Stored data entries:
--- START ---

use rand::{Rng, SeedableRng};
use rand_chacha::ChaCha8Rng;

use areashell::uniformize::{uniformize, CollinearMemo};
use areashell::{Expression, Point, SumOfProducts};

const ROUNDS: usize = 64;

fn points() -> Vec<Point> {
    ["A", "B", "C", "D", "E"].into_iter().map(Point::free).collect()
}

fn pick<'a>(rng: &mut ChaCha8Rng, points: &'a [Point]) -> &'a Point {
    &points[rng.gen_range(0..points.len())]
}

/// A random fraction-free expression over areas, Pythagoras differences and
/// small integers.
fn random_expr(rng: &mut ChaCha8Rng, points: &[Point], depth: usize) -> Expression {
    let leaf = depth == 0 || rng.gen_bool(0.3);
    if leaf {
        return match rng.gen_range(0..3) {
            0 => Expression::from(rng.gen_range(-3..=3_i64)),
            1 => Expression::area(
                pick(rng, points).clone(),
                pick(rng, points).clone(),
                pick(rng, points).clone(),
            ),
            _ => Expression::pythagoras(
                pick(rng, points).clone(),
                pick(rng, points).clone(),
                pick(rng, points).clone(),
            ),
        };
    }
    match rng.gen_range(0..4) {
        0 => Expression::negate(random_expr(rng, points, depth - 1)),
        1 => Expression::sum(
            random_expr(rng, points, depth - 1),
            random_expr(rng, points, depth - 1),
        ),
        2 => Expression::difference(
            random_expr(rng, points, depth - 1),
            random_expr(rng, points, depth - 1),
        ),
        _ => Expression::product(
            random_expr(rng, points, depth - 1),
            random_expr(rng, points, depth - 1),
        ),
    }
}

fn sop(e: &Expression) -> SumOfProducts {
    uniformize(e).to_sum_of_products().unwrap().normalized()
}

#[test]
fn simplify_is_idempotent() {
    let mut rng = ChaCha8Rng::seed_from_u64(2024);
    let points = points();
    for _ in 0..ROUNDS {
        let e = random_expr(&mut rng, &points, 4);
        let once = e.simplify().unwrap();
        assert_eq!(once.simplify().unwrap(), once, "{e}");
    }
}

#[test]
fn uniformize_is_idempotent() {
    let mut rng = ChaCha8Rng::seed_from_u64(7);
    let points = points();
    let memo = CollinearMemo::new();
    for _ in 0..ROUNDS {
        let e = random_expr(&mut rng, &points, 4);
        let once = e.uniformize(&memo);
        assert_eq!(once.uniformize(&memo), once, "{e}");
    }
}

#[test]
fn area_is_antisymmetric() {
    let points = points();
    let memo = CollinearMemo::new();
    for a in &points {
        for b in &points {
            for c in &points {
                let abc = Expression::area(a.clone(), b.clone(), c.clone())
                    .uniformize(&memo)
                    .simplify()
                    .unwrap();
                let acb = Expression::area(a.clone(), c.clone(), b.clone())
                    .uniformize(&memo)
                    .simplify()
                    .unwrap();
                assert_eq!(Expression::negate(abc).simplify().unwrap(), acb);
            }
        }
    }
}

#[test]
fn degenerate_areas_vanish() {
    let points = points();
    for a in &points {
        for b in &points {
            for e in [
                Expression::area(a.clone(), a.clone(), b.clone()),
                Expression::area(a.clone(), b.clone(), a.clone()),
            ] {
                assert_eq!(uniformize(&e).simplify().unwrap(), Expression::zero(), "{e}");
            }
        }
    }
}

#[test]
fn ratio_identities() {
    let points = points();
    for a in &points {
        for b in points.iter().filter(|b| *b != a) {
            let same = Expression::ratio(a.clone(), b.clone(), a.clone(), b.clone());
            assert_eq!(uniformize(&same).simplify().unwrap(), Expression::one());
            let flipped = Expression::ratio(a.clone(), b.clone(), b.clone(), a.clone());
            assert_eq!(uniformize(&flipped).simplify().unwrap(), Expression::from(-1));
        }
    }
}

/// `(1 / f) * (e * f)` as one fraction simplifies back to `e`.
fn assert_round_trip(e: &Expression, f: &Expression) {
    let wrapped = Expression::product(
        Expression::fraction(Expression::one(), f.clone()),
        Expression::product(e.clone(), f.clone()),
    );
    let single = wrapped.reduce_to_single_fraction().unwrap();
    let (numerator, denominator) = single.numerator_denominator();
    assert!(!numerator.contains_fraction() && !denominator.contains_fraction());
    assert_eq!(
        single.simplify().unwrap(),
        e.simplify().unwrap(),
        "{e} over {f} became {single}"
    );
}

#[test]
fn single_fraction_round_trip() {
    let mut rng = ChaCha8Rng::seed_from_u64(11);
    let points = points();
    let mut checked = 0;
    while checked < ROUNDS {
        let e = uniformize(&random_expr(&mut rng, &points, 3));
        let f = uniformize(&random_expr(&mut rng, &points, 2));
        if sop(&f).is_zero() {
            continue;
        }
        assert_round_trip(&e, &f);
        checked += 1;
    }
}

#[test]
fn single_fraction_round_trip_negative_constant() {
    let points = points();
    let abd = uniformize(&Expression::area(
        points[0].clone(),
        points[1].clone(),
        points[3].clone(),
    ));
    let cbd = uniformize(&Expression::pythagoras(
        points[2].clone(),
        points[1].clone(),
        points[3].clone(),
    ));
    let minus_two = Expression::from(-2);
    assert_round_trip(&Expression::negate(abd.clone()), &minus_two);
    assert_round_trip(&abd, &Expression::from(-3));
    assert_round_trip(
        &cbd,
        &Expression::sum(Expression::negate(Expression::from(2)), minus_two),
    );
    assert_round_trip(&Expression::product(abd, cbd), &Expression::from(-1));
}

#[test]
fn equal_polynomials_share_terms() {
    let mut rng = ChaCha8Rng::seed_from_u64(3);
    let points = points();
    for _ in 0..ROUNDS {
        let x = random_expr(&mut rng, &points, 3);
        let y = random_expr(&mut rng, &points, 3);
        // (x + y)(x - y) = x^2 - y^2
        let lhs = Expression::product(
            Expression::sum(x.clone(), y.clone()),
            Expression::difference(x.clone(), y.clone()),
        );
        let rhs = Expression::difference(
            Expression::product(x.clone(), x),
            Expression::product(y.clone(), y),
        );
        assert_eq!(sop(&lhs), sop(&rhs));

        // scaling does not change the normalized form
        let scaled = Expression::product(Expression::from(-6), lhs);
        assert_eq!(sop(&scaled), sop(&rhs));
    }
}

--- END ---

WORK REQUEST:
Transcribe every entry exactly as it reads.

TASK RESULT:
use rand::{Rng, SeedableRng};
use rand_chacha::ChaCha8Rng;

use areashell::uniformize::{uniformize, CollinearMemo};
use areashell::{Expression, Point, SumOfProducts};

const ROUNDS: usize = 64;

fn points() -> Vec<Point> {
    ["A", "B", "C", "D", "E"].into_iter().map(Point::free).collect()
}

fn pick<'a>(rng: &mut ChaCha8Rng, points: &'a [Point]) -> &'a Point {
    &points[rng.gen_range(0..points.len())]
}

/// A random fraction-free expression over areas, Pythagoras differences and
/// small integers.
fn random_expr(rng: &mut ChaCha8Rng, points: &[Point], depth: usize) -> Expression {
    let leaf = depth == 0 || rng.gen_bool(0.3);
    if leaf {
        return match rng.gen_range(0..3) {
            0 => Expression::from(rng.gen_range(-3..=3_i64)),
            1 => Expression::area(
                pick(rng, points).clone(),
                pick(rng, points).clone(),
                pick(rng, points).clone(),
            ),
            _ => Expression::pythagoras(
                pick(rng, points).clone(),
                pick(rng, points).clone(),
                pick(rng, points).clone(),
            ),
        };
    }
    match rng.gen_range(0..4) {
        0 => Expression::negate(random_expr(rng, points, depth - 1)),
        1 => Expression::sum(
            random_expr(rng, points, depth - 1),
            random_expr(rng, points, depth - 1),
        ),
        2 => Expression::difference(
            random_expr(rng, points, depth - 1),
            random_expr(rng, points, depth - 1),
        ),
        _ => Expression::product(
            random_expr(rng, points, depth - 1),
            random_expr(rng, points, depth - 1),
        ),
    }
}

fn sop(e: &Expression) -> SumOfProducts {
    uniformize(e).to_sum_of_products().unwrap().normalized()
}

#[test]
fn simplify_is_idempotent() {
    let mut rng = ChaCha8Rng::seed_from_u64(2024);
    let points = points();
    for _ in 0..ROUNDS {
        let e = random_expr(&mut rng, &points, 4);
        let once = e.simplify().unwrap();
        assert_eq!(once.simplify().unwrap(), once, "{e}");
    }
}

#[test]
fn uniformize_is_idempotent() {
    let mut rng = ChaCha8Rng::seed_from_u64(7);
    let points = points();
    let memo = CollinearMemo::new();
    for _ in 0..ROUNDS {
        let e = random_expr(&mut rng, &points, 4);
        let once = e.uniformize(&memo);
        assert_eq!(once.uniformize(&memo), once, "{e}");
    }
}

#[test]
fn area_is_antisymmetric() {
    let points = points();
    let memo = CollinearMemo::new();
    for a in &points {
        for b in &points {
            for c in &points {
                let abc = Expression::area(a.clone(), b.clone(), c.clone())
                    .uniformize(&memo)
                    .simplify()
                    .unwrap();
                let acb = Expression::area(a.clone(), c.clone(), b.clone())
                    .uniformize(&memo)
                    .simplify()
                    .unwrap();
                assert_eq!(Expression::negate(abc).simplify().unwrap(), acb);
            }
        }
    }
}

#[test]
fn degenerate_areas_vanish() {
    let points = points();
    for a in &points {
        for b in &points {
            for e in [
                Expression::area(a.clone(), a.clone(), b.clone()),
                Expression::area(a.clone(), b.clone(), a.clone()),
            ] {
                assert_eq!(uniformize(&e).simplify().unwrap(), Expression::zero(), "{e}");
            }
        }
    }
}

#[test]
fn ratio_identities() {
    let points = points();
    for a in &points {
        for b in points.iter().filter(|b| *b != a) {
            let same = Expression::ratio(a.clone(), b.clone(), a.clone(), b.clone());
            assert_eq!(uniformize(&same).simplify().unwrap(), Expression::one());
            let flipped = Expression::ratio(a.clone(), b.clone(), b.clone(), a.clone());
            assert_eq!(uniformize(&flipped).simplify().unwrap(), Expression::from(-1));
        }
    }
}

/// `(1 / f) * (e * f)` as one fraction simplifies back to `e`.
fn assert_round_trip(e: &Expression, f: &Expression) {
    let wrapped = Expression::product(
        Expression::fraction(Expression::one(), f.clone()),
        Expression::product(e.clone(), f.clone()),
    );
    let single = wrapped.reduce_to_single_fraction().unwrap();
    let (numerator, denominator) = single.numerator_denominator();
    assert!(!numerator.contains_fraction() && !denominator.contains_fraction());
    assert_eq!(
        single.simplify().unwrap(),
        e.simplify().unwrap(),
        "{e} over {f} became {single}"
    );
}

#[test]
fn single_fraction_round_trip() {
    let mut rng = ChaCha8Rng::seed_from_u64(11);
    let points = points();
    let mut checked = 0;
    while checked < ROUNDS {
        let e = uniformize(&random_expr(&mut rng, &points, 3));
        let f = uniformize(&random_expr(&mut rng, &points, 2));
        if sop(&f).is_zero() {
            continue;
        }
        assert_round_trip(&e, &f);
        checked += 1;
    }
}

#[test]
fn single_fraction_round_trip_negative_constant() {
    let points = points();
    let abd = uniformize(&Expression::area(
        points[0].clone(),
        points[1].clone(),
        points[3].clone(),
    ));
    let cbd = uniformize(&Expression::pythagoras(
        points[2].clone(),
        points[1].clone(),
        points[3].clone(),
    ));
    let minus_two = Expression::from(-2);
    assert_round_trip(&Expression::negate(abd.clone()), &minus_two);
    assert_round_trip(&abd, &Expression::from(-3));
    assert_round_trip(
        &cbd,
        &Expression::sum(Expression::negate(Expression::from(2)), minus_two),
    );
    assert_round_trip(&Expression::product(abd, cbd), &Expression::from(-1));
}

#[test]
fn equal_polynomials_share_terms() {
    let mut rng = ChaCha8Rng::seed_from_u64(3);
    let points = points();
    for _ in 0..ROUNDS {
        let x = random_expr(&mut rng, &points, 3);
        let y = random_expr(&mut rng, &points, 3);
        // (x + y)(x - y) = x^2 - y^2
        let lhs = Expression::product(
            Expression::sum(x.clone(), y.clone()),
            Expression::difference(x.clone(), y.clone()),
        );
        let rhs = Expression::difference(
            Expression::product(x.clone(), x),
            Expression::product(y.clone(), y),
        );
        assert_eq!(sop(&lhs), sop(&rhs));

        // scaling does not change the normalized form
        let scaled = Expression::product(Expression::from(-6), lhs);
        assert_eq!(sop(&scaled), sop(&rhs));
    }
}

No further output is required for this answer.